What Exactly Can a Process Server Do to Serve Papers?
Gregg Hollander | June 30, 2023 | Florida Law
When you hear about a lawsuit, one aspect that often eludes people is the serving of legal documents to the parties involved. Process servers handle this crucial part of the legal process. They are responsible for ensuring that all parties receive timely notice of the action against them.
It’s helpful to understand the roles and responsibilities of process servers, the various methods they use to serve papers, and what they’re prohibited from doing.
What Is the Role of a Process Server?
Process servers are responsible for delivering various types of legal documents, such as subpoenas, complaints for personal injury cases, summonses, and eviction notices. They must uphold the law and follow strict guidelines when carrying out their duties.
Here is a rundown of what a process server needs to do:
Locate the recipient: Often, process servers are required to track down individuals who might be trying to hide or evade the process. They may use tools like online databases or engage in field research, conducting interviews with relatives, neighbors, and coworkers to locate the person who needs to be served.
Follow proper documentation procedures: Once the papers have been served, process servers need to complete a proof of service or affidavit indicating that they have completed the task. This document is then filed with the court to verify that the intended party has received notice of their involvement in a legal matter.
Maintain professionalism: Process servers must remain unbiased and professional when conducting their duties, even in difficult or tense situations.
Methods of Serving Papers
Process servers have several means to deliver court documents effectively.
Here are some ways they serve people:
- Personal service: This is the most straightforward and preferred method of serving documents, which involves hand-delivering the papers directly to the recipient. The process server approaches the person, identifies them, and hands over the documents.
- Substitute service: When the defendant is not found at their home, the process server may use substituted service – a method that allows the papers to be left with someone 15 or older.
- Service by mail: In some cases, papers may be mailed to the recipient, either via regular mail or certified mail, with a return receipt requested.
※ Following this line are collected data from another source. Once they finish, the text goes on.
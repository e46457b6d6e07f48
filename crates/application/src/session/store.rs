//! Session store: the single owner of "who is logged in".

use std::sync::Arc;

use async_trait::async_trait;
use lifetube_domain::{
    ApiBaseUrl, AuthResponse, AuthToken, Credentials, Registration, Session, SessionStatus, User,
};
use tokio::sync::{Mutex, watch};
use tracing::{info, warn};

use crate::api::AuthApi;
use crate::error::{SessionError, SessionResult};
use crate::gateway::Gateway;
use crate::ports::{CredentialProvider, HttpTransport, TokenStorage};

/// In-memory session plus its durable token copy.
///
/// Every write replaces the whole [`Session`] in one step through the watch
/// channel, so readers never observe a half-updated state. Writes that touch
/// storage hold `writes` so memory and disk change in the same order.
struct SessionState {
    session: watch::Sender<Session>,
    storage: Arc<dyn TokenStorage>,
    writes: Mutex<()>,
}

impl SessionState {
    fn new(storage: Arc<dyn TokenStorage>) -> Self {
        Self {
            session: watch::Sender::new(Session::empty()),
            storage,
            writes: Mutex::new(()),
        }
    }

    fn holds(&self, token: &AuthToken) -> bool {
        self.session.borrow().token() == Some(token)
    }

    async fn clear(&self) -> SessionResult<()> {
        let _writes = self.writes.lock().await;
        self.session.send_replace(Session::empty());
        self.storage.clear().await?;
        Ok(())
    }

    /// Clears only if `token` is still the held one; returns whether it did.
    async fn clear_if_holding(&self, token: &AuthToken) -> SessionResult<bool> {
        let _writes = self.writes.lock().await;
        if !self.holds(token) {
            return Ok(false);
        }
        self.session.send_replace(Session::empty());
        self.storage.clear().await?;
        Ok(true)
    }

    async fn establish(&self, session: Session) {
        let _writes = self.writes.lock().await;
        if let Some(token) = session.token()
            && let Err(e) = self.storage.save(token).await
        {
            // The session still holds for this process.
            warn!(error = %e, "failed to persist session token");
        }
        self.session.send_replace(session);
    }
}

#[async_trait]
impl CredentialProvider for SessionState {
    async fn bearer_token(&self) -> Option<AuthToken> {
        self.session.borrow().token().cloned()
    }

    async fn invalidate(&self, rejected: &AuthToken) {
        match self.clear_if_holding(rejected).await {
            Ok(true) => info!("session expired"),
            Ok(false) => {}
            Err(e) => warn!(error = %e, "failed to remove persisted token after expiry"),
        }
    }
}

/// Owns the current session and the gateway that reads from it.
///
/// Cheap to clone; clones share the same session.
#[derive(Clone)]
pub struct SessionStore {
    state: Arc<SessionState>,
    gateway: Gateway,
}

impl std::fmt::Debug for SessionStore {
    fn fmt(&self, f: &mut std::fmt::Formatter<'_>) -> std::fmt::Result {
        f.debug_struct("SessionStore")
            .field("status", &self.status())
            .field("gateway", &self.gateway)
            .finish()
    }
}

impl SessionStore {
    /// Creates an empty store and the gateway bound to it.
    pub fn new(
        transport: Arc<dyn HttpTransport>,
        base_url: ApiBaseUrl,
        storage: Arc<dyn TokenStorage>,
    ) -> Self {
        let state = Arc::new(SessionState::new(storage));
        let gateway = Gateway::new(transport, base_url, state.clone());
        Self { state, gateway }
    }

    /// The gateway every data call should go through.
    #[must_use]
    pub const fn gateway(&self) -> &Gateway {
        &self.gateway
    }

    /// Snapshot of the current session.
    #[must_use]
    pub fn session(&self) -> Session {
        self.state.session.borrow().clone()
    }

    /// True iff a token is held.
    #[must_use]
    pub fn is_authenticated(&self) -> bool {
        self.state.session.borrow().is_authenticated()
    }

    /// The resolved user, if any.
    #[must_use]
    pub fn current_user(&self) -> Option<User> {
        self.state.session.borrow().user().cloned()
    }

    /// Derived status; `Restoring` while a persisted token is being resolved.
    #[must_use]
    pub fn status(&self) -> SessionStatus {
        self.state.session.borrow().status()
    }

    /// Subscribes to session changes, including expiry on 401.
    #[must_use]
    pub fn subscribe(&self) -> watch::Receiver<Session> {
        self.state.session.subscribe()
    }

    /// Reloads a persisted token and resolves its user.
    ///
    /// While the profile request is in flight the status reads `Restoring`.
    /// Any failure to resolve the user clears the session, in memory and on
    /// disk; the failure is returned so the caller can tell a network outage
    /// from a rejected token.
    ///
    /// # Errors
    ///
    /// Returns [`SessionError::Storage`] if the token cannot be read, or the
    /// error of the profile request.
    pub async fn restore(&self) -> SessionResult<SessionStatus> {
        let Some(token) = self.state.storage.load().await? else {
            return Ok(self.status());
        };
        if token.is_blank() {
            self.state.clear().await?;
            return Ok(SessionStatus::Anonymous);
        }

        self.state.session.send_replace(Session::restoring(token.clone()));

        match AuthApi::new(self.gateway.clone()).current_user().await {
            Ok(user) => {
                info!(user = %user.username, "session restored");
                // A logout or a fresh login may have replaced the token meanwhile.
                self.state.session.send_if_modified(|session| {
                    if session.token() == Some(&token) {
                        *session = Session::authenticated(token.clone(), user.clone());
                        true
                    } else {
                        false
                    }
                });
                Ok(self.status())
            }
            Err(e) => {
                warn!(error = %e, "could not restore session, clearing it");
                self.state.clear_if_holding(&token).await?;
                Err(e.into())
            }
        }
    }

    /// Logs in and persists the issued token.
    ///
    /// On failure the session is left exactly as it was.
    ///
    /// # Errors
    ///
    /// [`SessionError::Rejected`] with the backend's message, or
    /// [`SessionError::NetworkUnavailable`].
    pub async fn login(&self, credentials: &Credentials) -> SessionResult<Session> {
        let response = AuthApi::new(self.gateway.clone())
            .login(credentials)
            .await
            .map_err(|e| {
                warn!(username = %credentials.username, error = %e, "login failed");
                SessionError::from(e)
            })?;
        Ok(self.establish(response).await)
    }

    /// Creates an account and logs into it.
    ///
    /// # Errors
    ///
    /// Same as [`login`](Self::login); uniqueness failures carry the
    /// backend's message verbatim.
    pub async fn register(&self, registration: &Registration) -> SessionResult<Session> {
        let response = AuthApi::new(self.gateway.clone())
            .register(registration)
            .await
            .map_err(|e| {
                warn!(username = %registration.username, error = %e, "registration failed");
                SessionError::from(e)
            })?;
        Ok(self.establish(response).await)
    }

    /// Forgets the session locally. Calling it while logged out is a no-op.
    ///
    /// # Errors
    ///
    /// Returns [`SessionError::Storage`] if the persisted token could not be
    /// removed; the in-memory session is cleared regardless.
    pub async fn logout(&self) -> SessionResult<()> {
        if self.is_authenticated() {
            info!("logged out");
        }
        self.state.clear().await
    }

    async fn establish(&self, response: AuthResponse) -> Session {
        let AuthResponse { token, user } = response;
        info!(user = %user.username, "logged in");
        let session = Session::authenticated(token, user);
        self.state.establish(session.clone()).await;
        session
    }
}
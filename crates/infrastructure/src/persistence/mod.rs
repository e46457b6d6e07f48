//! Token storage implementations.

mod file_token_storage;
mod memory_token_storage;

pub use file_token_storage::{FileTokenStorage, SCHEMA_VERSION};
pub use memory_token_storage::InMemoryTokenStorage;
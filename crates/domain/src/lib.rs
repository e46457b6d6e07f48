//! LifeTube Domain - Core types
//!
//! This crate defines the data model shared by the LifeTube client layers.
//! All types here are pure Rust with no I/O dependencies.

pub mod auth;
pub mod base_url;
pub mod comment;
pub mod error;
pub mod format;
pub mod id;
pub mod request;
pub mod upload;
pub mod user;
pub mod video;

pub use auth::{
    AuthResponse, AuthToken, Credentials, CurrentUserResponse, Registration, Session,
    SessionStatus,
};
pub use base_url::{ApiBaseUrl, DEFAULT_API_URL};
pub use comment::{Comment, NewComment};
pub use error::{DomainError, DomainResult};
pub use id::{CommentId, UserId, VideoId};
pub use request::{ApiRequest, HttpMethod, MultipartForm, RequestBody, UploadFile};
pub use upload::{UPLOAD_FALLBACK_MESSAGE, VideoUpload};
pub use user::{ChannelProfile, User};
pub use video::{CATEGORIES, DEFAULT_CATEGORY, Reaction, ReactionTally, Video, VideoQuery};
The courts can also authorize the use of electronic means like email or fax in certain circumstances.
- Service by publication: This method of service is a last resort used when a defendant or party cannot be located after an exhaustive search. The process server may request permission from the court to publish the legal notice in a local newspaper or online.
The court requires the process server to meet a high bar before allowing service by publication.
Under the Florida rules of civil procedure, the server must attest that they attempted to serve the documents in several locations and performed an exhaustive search to find the party through various resources, including:
- Local hospitals
- Local jails
- Tax offices
- The Department of Motor Vehicles
Only after these steps does a court allow service by publication.
What Process Servers Cannot Do
Just as important as what a process server can do is understanding what they cannot do.
Here are some activities that are off-limits for process servers:
- Tampering with mailboxes: Process servers cannot go through a person’s mailbox to see if they’re receiving mail. This act is a violation of federal law.
- Misrepresenting their identity: It is illegal for process servers to lie about who they are or what they are doing. They must follow all state and federal laws regarding their identity and the nature of their job.
- Impersonating a law enforcement officer: Process servers cannot pose as law enforcement officers, as doing so is illegal and a breach of trust in their profession.
- Trespassing: Process servers must adhere to all state and federal laws, which include regulations prohibiting trespassing. They cannot enter private property without permission or in violation of “no trespassing” signs.
- Using physical force: Process servers cannot use physical force or threats to serve papers.
- Serving on Sundays: Process servers are not permitted to serve papers on Sundays. This rule originates from the idea of Sunday as a day of rest, meaning that serving papers on this day is prohibited.